(Available data begins)

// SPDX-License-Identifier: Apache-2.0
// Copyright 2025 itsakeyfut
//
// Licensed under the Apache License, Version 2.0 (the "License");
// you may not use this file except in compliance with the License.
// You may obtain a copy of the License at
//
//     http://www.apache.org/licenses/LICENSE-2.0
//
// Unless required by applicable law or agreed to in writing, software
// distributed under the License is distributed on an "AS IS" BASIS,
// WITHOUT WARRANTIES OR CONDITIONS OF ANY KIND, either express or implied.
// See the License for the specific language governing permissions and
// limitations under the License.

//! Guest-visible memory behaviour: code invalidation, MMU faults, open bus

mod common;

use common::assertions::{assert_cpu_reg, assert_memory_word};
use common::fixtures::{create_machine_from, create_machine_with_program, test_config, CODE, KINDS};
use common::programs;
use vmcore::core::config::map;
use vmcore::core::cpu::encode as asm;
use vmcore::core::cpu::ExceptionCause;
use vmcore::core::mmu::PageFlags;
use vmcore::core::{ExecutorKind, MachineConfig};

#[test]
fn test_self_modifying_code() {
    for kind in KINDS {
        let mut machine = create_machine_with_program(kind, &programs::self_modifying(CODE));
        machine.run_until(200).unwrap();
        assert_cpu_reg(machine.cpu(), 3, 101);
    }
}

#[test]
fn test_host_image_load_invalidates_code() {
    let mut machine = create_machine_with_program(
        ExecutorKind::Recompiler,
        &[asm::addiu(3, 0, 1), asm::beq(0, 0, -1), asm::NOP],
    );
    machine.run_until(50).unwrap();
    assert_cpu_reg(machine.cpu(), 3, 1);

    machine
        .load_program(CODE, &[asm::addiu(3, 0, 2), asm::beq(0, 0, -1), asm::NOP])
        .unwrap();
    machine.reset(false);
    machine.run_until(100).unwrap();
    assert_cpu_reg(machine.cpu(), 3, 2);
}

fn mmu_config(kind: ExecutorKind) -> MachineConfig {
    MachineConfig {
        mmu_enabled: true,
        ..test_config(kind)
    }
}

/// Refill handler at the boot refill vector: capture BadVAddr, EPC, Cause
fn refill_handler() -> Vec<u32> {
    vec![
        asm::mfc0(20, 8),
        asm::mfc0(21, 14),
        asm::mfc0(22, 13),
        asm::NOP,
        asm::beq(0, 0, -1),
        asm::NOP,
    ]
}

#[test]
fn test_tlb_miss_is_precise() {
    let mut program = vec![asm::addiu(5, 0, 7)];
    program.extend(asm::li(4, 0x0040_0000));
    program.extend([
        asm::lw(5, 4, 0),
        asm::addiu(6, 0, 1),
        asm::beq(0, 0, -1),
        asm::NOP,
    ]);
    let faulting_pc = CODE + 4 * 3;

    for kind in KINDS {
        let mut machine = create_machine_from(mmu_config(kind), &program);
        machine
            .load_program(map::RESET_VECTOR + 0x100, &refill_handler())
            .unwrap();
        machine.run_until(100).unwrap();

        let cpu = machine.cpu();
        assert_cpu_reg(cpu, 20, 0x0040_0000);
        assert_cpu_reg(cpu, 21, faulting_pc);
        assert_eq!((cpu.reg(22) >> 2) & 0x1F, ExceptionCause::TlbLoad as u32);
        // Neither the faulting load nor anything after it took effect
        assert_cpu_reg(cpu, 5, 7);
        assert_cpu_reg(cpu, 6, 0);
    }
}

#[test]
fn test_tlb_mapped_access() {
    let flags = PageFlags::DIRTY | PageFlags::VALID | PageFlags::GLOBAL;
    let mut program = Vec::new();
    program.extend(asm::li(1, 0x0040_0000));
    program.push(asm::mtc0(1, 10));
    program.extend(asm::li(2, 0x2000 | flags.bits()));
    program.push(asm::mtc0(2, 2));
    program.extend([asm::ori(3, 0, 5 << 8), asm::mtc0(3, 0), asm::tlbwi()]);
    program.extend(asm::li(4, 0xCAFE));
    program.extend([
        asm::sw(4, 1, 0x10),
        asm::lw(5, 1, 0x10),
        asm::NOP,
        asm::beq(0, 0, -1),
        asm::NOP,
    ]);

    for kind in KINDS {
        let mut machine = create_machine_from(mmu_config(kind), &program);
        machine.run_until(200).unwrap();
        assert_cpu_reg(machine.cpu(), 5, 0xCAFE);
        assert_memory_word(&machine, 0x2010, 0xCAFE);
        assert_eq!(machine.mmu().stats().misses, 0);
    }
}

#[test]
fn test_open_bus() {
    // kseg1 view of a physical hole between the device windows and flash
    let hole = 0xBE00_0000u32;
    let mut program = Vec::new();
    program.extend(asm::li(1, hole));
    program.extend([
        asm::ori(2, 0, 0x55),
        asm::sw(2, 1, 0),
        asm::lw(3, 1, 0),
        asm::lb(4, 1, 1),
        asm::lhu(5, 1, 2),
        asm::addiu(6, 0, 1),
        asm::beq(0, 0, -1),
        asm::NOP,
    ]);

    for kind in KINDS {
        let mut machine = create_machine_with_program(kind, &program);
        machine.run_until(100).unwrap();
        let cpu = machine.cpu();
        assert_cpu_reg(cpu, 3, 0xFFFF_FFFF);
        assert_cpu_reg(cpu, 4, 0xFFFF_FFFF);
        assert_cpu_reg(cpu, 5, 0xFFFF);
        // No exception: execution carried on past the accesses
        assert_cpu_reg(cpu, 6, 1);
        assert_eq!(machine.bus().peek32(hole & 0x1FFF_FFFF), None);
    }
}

(Available data ends)
(Available data begins)

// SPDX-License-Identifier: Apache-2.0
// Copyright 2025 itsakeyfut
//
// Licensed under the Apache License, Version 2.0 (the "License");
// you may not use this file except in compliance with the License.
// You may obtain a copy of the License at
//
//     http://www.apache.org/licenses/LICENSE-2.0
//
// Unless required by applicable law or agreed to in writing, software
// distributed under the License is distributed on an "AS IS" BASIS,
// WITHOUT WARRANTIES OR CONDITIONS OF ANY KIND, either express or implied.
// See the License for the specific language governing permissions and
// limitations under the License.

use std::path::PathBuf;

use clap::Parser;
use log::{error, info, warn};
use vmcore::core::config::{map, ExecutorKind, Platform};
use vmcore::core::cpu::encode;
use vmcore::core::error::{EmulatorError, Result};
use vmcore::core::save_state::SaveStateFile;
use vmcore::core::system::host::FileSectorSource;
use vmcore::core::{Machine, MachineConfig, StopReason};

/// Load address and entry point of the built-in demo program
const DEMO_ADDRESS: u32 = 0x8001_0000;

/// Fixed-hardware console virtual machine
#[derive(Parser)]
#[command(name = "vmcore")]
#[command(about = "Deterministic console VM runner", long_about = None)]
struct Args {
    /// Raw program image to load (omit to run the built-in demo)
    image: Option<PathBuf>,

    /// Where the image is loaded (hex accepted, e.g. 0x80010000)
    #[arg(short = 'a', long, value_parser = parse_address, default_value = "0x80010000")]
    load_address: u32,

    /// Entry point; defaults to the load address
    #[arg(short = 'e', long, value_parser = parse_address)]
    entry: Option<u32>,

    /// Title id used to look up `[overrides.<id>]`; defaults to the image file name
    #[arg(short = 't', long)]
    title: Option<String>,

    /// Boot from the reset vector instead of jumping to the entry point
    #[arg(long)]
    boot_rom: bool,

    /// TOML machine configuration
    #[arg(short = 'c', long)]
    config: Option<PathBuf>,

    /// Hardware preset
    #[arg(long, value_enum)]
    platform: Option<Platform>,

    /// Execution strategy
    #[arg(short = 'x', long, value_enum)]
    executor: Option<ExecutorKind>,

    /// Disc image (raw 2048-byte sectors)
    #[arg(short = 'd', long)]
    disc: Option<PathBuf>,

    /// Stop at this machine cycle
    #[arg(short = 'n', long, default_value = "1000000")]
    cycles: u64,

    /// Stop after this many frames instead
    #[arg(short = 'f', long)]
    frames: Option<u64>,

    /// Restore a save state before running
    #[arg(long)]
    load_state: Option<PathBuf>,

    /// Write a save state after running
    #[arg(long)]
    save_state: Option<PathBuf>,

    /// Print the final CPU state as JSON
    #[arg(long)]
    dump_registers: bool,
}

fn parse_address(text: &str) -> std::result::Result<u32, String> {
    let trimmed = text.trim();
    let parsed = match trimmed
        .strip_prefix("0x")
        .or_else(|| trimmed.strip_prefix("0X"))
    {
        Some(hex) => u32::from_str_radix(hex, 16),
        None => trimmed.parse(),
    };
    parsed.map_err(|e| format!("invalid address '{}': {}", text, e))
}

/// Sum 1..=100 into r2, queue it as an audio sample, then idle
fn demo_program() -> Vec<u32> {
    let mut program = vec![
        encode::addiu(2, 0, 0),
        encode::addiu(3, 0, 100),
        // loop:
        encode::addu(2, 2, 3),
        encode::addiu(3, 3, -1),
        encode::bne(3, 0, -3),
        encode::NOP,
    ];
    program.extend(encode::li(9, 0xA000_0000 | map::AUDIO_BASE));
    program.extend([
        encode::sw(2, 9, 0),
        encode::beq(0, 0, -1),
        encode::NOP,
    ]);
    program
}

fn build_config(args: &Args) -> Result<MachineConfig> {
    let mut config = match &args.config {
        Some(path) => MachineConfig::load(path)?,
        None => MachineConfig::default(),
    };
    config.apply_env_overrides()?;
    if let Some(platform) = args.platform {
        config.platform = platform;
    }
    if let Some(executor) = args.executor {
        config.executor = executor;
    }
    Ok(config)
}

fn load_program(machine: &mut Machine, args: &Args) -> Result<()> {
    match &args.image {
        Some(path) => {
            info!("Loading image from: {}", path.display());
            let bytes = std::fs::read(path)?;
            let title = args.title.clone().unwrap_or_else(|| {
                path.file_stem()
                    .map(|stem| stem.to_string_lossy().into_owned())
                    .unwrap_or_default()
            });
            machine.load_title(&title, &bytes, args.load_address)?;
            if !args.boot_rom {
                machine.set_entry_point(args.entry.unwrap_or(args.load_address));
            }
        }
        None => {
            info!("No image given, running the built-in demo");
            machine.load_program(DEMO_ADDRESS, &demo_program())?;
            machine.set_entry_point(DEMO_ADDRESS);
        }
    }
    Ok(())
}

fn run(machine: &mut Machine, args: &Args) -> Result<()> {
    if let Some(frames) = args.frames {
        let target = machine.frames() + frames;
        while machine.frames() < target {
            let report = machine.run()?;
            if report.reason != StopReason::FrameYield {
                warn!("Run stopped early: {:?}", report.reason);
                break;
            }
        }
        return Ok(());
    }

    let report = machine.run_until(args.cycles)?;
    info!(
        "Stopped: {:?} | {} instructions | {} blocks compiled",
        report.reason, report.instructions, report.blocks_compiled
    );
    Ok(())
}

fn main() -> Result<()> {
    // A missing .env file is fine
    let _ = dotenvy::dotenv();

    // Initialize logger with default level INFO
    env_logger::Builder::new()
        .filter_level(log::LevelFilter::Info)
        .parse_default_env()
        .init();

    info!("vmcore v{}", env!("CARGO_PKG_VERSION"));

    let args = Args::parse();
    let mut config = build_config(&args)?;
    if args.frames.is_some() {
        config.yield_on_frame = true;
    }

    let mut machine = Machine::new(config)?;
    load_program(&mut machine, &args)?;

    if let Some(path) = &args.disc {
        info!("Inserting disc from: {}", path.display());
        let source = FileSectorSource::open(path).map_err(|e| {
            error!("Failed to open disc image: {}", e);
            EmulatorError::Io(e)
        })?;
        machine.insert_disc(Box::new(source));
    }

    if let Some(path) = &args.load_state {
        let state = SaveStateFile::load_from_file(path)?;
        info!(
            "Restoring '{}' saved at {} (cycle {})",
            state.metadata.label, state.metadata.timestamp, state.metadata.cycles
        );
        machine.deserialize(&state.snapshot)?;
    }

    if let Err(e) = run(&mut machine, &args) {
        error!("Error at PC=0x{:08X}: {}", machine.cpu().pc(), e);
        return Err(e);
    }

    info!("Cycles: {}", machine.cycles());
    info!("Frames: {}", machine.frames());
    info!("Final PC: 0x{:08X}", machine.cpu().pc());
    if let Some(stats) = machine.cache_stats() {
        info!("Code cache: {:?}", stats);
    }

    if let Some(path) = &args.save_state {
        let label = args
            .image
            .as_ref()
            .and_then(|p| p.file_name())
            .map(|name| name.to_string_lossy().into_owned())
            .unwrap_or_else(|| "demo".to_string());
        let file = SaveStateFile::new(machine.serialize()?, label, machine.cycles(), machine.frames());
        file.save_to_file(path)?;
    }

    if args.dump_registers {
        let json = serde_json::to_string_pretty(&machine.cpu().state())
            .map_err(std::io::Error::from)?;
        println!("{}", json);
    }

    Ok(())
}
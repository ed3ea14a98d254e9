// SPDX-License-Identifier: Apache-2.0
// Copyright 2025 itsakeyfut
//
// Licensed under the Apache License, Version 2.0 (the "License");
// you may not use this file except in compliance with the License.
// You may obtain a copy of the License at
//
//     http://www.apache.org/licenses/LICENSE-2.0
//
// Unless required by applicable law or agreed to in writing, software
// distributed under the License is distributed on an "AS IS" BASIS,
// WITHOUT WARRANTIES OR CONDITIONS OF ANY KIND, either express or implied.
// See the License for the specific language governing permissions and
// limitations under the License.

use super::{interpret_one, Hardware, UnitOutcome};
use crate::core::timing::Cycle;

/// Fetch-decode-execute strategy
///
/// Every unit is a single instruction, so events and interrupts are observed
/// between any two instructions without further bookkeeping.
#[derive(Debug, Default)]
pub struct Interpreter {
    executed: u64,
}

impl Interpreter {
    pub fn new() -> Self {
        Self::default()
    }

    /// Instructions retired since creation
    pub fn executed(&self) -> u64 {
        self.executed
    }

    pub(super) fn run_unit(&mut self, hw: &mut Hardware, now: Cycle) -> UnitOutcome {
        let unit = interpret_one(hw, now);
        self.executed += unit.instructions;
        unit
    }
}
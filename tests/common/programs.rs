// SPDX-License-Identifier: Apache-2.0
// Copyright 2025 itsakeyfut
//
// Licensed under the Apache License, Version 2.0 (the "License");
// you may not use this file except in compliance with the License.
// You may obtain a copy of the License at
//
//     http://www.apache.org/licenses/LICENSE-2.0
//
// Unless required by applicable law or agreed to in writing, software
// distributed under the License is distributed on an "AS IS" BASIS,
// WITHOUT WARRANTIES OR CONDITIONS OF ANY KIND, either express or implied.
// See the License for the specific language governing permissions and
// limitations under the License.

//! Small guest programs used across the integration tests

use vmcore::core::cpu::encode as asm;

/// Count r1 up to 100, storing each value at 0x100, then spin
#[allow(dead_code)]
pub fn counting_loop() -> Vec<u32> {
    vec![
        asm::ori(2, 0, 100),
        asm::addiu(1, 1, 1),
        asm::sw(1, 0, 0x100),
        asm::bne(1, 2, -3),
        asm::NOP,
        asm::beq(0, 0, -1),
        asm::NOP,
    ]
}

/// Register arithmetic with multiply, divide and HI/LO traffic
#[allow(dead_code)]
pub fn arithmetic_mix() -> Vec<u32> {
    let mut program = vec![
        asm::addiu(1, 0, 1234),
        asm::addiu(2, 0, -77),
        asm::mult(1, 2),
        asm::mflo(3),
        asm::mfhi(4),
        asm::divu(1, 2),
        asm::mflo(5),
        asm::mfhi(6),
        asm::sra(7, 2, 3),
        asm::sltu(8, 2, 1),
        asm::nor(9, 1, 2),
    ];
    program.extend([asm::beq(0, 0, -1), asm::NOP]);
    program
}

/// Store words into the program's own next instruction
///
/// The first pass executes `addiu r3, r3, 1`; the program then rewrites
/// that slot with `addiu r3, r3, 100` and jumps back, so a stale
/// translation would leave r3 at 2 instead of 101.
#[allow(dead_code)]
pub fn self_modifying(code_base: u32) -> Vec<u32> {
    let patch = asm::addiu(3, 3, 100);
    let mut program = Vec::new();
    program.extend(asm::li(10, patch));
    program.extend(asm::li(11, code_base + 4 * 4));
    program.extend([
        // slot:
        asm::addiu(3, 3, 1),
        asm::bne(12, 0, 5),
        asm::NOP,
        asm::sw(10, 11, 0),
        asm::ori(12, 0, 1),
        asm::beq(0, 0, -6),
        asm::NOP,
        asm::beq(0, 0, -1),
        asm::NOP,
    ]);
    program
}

(Available data ends)

● What needs to be done:
In how many lines of the material does the word "frames" appear? Respond with the number only.

● Solution for this problem:
8